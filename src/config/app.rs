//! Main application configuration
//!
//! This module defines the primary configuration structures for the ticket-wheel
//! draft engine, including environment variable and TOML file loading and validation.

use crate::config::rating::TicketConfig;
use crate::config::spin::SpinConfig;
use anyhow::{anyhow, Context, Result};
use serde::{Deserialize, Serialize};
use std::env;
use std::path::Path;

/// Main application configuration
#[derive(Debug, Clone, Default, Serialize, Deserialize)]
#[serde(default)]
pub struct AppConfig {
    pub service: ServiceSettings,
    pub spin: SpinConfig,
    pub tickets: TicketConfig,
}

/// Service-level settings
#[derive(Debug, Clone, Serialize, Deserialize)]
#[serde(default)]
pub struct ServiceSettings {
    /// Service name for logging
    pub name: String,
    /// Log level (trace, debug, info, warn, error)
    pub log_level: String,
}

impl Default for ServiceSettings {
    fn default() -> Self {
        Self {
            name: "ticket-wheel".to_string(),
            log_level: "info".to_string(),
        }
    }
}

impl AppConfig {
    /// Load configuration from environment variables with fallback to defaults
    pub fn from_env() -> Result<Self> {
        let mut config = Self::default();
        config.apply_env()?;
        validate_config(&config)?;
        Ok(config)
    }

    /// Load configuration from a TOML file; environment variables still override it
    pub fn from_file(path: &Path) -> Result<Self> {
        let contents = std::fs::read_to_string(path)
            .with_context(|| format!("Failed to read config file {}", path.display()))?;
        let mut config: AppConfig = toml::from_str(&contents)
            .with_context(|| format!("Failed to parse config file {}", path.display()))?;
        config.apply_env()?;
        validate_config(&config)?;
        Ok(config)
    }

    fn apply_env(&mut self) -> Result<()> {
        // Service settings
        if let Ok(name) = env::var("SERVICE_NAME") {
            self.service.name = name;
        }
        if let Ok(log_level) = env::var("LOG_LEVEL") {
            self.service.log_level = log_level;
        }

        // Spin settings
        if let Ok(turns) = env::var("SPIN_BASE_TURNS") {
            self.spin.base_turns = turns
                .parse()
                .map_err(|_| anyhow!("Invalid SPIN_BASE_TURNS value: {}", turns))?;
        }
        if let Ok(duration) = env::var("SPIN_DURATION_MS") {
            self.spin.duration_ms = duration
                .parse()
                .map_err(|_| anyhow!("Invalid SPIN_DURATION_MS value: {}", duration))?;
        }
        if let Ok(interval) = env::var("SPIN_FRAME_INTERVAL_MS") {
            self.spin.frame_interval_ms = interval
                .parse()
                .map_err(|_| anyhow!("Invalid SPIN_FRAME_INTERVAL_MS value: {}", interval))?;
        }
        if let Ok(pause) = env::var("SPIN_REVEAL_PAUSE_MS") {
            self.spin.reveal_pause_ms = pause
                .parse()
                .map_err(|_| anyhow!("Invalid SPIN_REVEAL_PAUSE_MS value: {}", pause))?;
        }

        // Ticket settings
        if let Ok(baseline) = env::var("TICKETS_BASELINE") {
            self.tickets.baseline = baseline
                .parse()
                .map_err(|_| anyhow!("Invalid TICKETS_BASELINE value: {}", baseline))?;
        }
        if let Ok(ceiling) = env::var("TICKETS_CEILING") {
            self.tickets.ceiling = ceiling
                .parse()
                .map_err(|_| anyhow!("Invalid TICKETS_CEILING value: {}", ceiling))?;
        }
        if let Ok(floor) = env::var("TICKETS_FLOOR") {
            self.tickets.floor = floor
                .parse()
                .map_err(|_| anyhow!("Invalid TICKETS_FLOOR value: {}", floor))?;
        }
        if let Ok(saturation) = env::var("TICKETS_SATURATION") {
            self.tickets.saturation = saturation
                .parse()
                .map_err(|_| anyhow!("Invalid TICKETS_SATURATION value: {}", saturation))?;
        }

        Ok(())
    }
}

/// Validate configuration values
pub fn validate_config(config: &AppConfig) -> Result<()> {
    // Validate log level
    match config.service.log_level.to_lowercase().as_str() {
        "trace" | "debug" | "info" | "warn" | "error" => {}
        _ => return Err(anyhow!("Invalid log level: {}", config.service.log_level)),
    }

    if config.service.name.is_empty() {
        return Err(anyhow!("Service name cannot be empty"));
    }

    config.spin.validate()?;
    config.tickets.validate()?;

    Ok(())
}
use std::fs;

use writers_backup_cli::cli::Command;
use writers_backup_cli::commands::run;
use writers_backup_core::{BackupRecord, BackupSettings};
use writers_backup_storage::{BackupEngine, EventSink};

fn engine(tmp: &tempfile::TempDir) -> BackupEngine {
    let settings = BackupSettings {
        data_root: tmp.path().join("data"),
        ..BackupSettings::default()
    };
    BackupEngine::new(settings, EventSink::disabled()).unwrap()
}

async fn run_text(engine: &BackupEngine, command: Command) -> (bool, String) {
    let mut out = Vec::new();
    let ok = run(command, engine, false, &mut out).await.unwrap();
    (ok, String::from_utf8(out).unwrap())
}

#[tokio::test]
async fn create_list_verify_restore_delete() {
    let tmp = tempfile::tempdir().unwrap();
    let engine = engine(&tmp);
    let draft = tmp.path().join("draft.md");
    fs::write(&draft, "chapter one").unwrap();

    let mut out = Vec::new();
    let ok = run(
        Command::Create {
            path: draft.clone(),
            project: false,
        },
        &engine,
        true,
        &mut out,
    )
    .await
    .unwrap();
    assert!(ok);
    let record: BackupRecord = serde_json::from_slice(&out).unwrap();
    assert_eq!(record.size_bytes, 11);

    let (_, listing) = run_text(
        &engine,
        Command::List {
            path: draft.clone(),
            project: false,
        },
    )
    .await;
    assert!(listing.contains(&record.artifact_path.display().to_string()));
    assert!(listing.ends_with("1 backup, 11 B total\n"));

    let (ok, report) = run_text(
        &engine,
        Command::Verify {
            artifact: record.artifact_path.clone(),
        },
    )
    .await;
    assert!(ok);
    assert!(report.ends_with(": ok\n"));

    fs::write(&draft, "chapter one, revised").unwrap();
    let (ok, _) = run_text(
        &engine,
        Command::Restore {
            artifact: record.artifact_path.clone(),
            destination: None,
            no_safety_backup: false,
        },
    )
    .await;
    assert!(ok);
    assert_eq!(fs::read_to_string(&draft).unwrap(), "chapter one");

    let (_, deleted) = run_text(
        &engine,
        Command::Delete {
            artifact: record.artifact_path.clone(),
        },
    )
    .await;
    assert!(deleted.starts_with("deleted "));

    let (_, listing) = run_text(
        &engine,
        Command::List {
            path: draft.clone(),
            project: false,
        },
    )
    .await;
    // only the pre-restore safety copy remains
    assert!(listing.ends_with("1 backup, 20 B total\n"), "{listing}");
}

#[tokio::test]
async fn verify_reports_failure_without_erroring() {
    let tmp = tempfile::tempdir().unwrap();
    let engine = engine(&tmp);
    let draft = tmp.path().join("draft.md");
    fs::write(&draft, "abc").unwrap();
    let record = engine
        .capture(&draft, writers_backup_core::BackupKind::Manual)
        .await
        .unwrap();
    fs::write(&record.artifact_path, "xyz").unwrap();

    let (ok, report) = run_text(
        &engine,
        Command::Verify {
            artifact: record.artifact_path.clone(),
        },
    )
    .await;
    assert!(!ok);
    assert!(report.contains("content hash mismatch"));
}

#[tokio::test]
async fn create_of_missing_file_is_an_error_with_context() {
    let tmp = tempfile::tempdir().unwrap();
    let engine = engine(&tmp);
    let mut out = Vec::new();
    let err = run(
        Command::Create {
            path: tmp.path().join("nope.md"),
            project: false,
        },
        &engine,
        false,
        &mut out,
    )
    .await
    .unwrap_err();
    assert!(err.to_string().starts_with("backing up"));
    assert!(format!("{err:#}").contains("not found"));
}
====
### PROMPT
All lines holding the word "info" must be found in the listing and copied.

### FINISHED EXERCISE
    /// Log level (trace, debug, info, warn, error)
            log_level: "info".to_string(),
        "trace" | "debug" | "info" | "warn" | "error" => {}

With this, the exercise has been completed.